Porzio Life Sciences, LLC
In 2004, Porzio formed its first wholly owned subsidiary, Porzio Life Sciences, LLC, to help Life Sciences companies comply with state marketing and sales laws and regulations. Since that time, Porzio Life Sciences has provided regulatory and consulting services to more than 80 members of the Life Sciences industry. Porzio Life Sciences offers a portfolio of compliance products and services that assist pharmaceutical, biotech and medical device companies with state law monitoring, licensing, distribution and state reporting efforts.
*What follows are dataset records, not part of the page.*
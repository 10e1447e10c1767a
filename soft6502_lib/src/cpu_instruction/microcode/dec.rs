use super::*;

pub fn dec(cpu: &mut CPU, cpu_instruction: &CPUInstruction) -> Result<LogLine> {
    let (_, outcome) = modify(cpu, cpu_instruction, |registers, byte| {
        load(registers, byte.wrapping_sub(1))
    });

    Ok(LogLine::new(cpu_instruction, outcome))
}
use super::*;

/// TXS is the only transfer that leaves the flags alone.
pub fn txs(cpu: &mut CPU, cpu_instruction: &CPUInstruction) -> Result<LogLine> {
    cpu.registers.stack_pointer = cpu.registers.register_x;

    Ok(LogLine::new(
        cpu_instruction,
        format!(
            "[SP=0x{:02x}][S={}]",
            cpu.registers.stack_pointer,
            cpu.registers.format_status()
        ),
    ))
}
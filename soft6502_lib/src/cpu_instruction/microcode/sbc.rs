use super::*;

/// # SBC - Subtract with borrow
///
/// The borrow is the complement of the carry flag: C set means no borrow.
/// After the operation C is set when no borrow occurred. Opcode 0xEB is an
/// undocumented duplicate of the immediate form.
pub fn sbc(cpu: &mut CPU, cpu_instruction: &CPUInstruction) -> Result<LogLine> {
    cpu_instruction.adjust_base_cycles();
    let byte = cpu.read_operand(cpu_instruction);
    let decimal = cpu.decimal_enabled();
    alu::subtract_with_borrow(&mut cpu.registers, byte, decimal);

    Ok(LogLine::new(
        cpu_instruction,
        format!(
            "(0x{:02x})[A=0x{:02x}][S={}]",
            byte,
            cpu.registers.accumulator,
            cpu.registers.format_status()
        ),
    ))
}
use super::*;

pub fn bmi(cpu: &mut CPU, cpu_instruction: &CPUInstruction) -> Result<LogLine> {
    let condition = cpu.registers.n_flag_is_set();
    branch(cpu, cpu_instruction, condition)
}
use super::*;

/// B and bit 5 do not exist in the processor, they keep their current value.
pub fn plp(cpu: &mut CPU, cpu_instruction: &CPUInstruction) -> Result<LogLine> {
    let status = cpu.registers.stack_pull(&cpu.memory);
    restore_status(&mut cpu.registers, status);

    Ok(LogLine::new(
        cpu_instruction,
        format!(
            "[SP=0x{:02x}][S={}]",
            cpu.registers.stack_pointer,
            cpu.registers.format_status()
        ),
    ))
}

pub(super) fn restore_status(registers: &mut Registers, status: u8) {
    let kept = B_FLAG | UNUSED_FLAG;
    registers.status_register = (status & !kept) | (registers.status_register & kept);
}
use super::*;

pub fn clv(cpu: &mut CPU, cpu_instruction: &CPUInstruction) -> Result<LogLine> {
    cpu.registers.set_v_flag(false);

    Ok(LogLine::new(
        cpu_instruction,
        format!("[S={}]", cpu.registers.format_status()),
    ))
}

#[cfg(test)]
mod tests {
    use crate::cpu_instruction::cpu_instruction::tests::get_stuff;

    #[test]
    fn test_clv() {
        let mut cpu = get_stuff(0x1000, &[0xb8]);
        cpu.registers.set_v_flag(true);
        let log_line = cpu.step().unwrap();
        assert_eq!("CLV".to_owned(), log_line.mnemonic);
        assert!(!cpu.registers.v_flag_is_set());
        assert_eq!(0x1001, cpu.registers.command_pointer);
        assert_eq!(2, log_line.cycles);
    }
}
use super::*;

pub fn tax(cpu: &mut CPU, cpu_instruction: &CPUInstruction) -> Result<LogLine> {
    let byte = cpu.registers.accumulator;
    cpu.registers.register_x = load(&mut cpu.registers, byte);

    Ok(LogLine::new(
        cpu_instruction,
        format!(
            "[X=0x{:02x}][S={}]",
            cpu.registers.register_x,
            cpu.registers.format_status()
        ),
    ))
}
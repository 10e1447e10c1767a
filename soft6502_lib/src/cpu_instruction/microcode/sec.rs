use super::*;

pub fn sec(cpu: &mut CPU, cpu_instruction: &CPUInstruction) -> Result<LogLine> {
    cpu.registers.set_c_flag(true);

    Ok(LogLine::new(
        cpu_instruction,
        format!("[S={}]", cpu.registers.format_status()),
    ))
}
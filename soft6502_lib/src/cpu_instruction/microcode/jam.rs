use super::*;

/// # JAM - locks the NMOS processor
///
/// The processor stops and only a reset would bring it back, registers
/// other than PC are left as they were.
pub fn jam(cpu: &mut CPU, cpu_instruction: &CPUInstruction) -> Result<LogLine> {
    cpu.stop();

    Err(CPUError::Jammed(
        cpu_instruction.opcode,
        cpu_instruction.address,
    ))
}
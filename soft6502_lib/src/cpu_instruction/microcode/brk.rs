use super::*;

/// # BRK
///
/// Software stop of the processor. The B flag is set to tell why the
/// processor halted and the run loop ends after this instruction. No interrupt
/// sequence takes place: nothing is pushed and the IRQ vector is not read.
pub fn brk(cpu: &mut CPU, cpu_instruction: &CPUInstruction) -> Result<LogLine> {
    cpu.registers.set_b_flag(true);
    cpu.stop();

    Ok(LogLine::new(
        cpu_instruction,
        format!(
            "[CP=0x{:04X}][S={}]",
            cpu.registers.command_pointer,
            cpu.registers.format_status()
        ),
    ))
}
One of Porzio Life Sciences’ innovative products, the Porzio Compliance Digest (“PCD”), is the premier database for tracking state laws, regulations and pending legislation in all areas impacting pharmaceutical marketing and sales compliance. Porzio Life Sciences personnel continuously monitor the legal landscape and incorporate relevant legislative changes and developments into PCD. PCD is the only Life Sciences marketing and sales compliance system that is quality controlled by attorneys. It is also the only state law monitoring system built and maintained by a subsidiary of a nationally recognized law firm that specializes in Life Sciences marketing and sales compliance, as well as pharmaceutical product liability law.
Other popular Porzio Life Sciences products include a series of Compliance Modules (“PCMs”) that provide at-a-glance information on state-specific laws and regulations. The PCMs cover Legend Drug and Controlled Substance Sampling, Wholesale and Manufacturer Distribution, State Disclosures and Limitations and Pedigree Requirements. A Mid-level Practitioner Sampling Authority module addresses sampling of legend and controlled substances by 12 distinct classifications of practitioners. ePorzio enables companies to train and certify personnel on a range of field-force-specific activities.
Porzio Life Sciences, together with Porzio, provides the Life Sciences industry with a full array of consultative and legal services, including sales and marketing practice audits and risk evaluation assessments, promotional material review, contract negotiation, standard operating procedure preparation, and training sessions for Life Sciences industry personnel on legal requirements.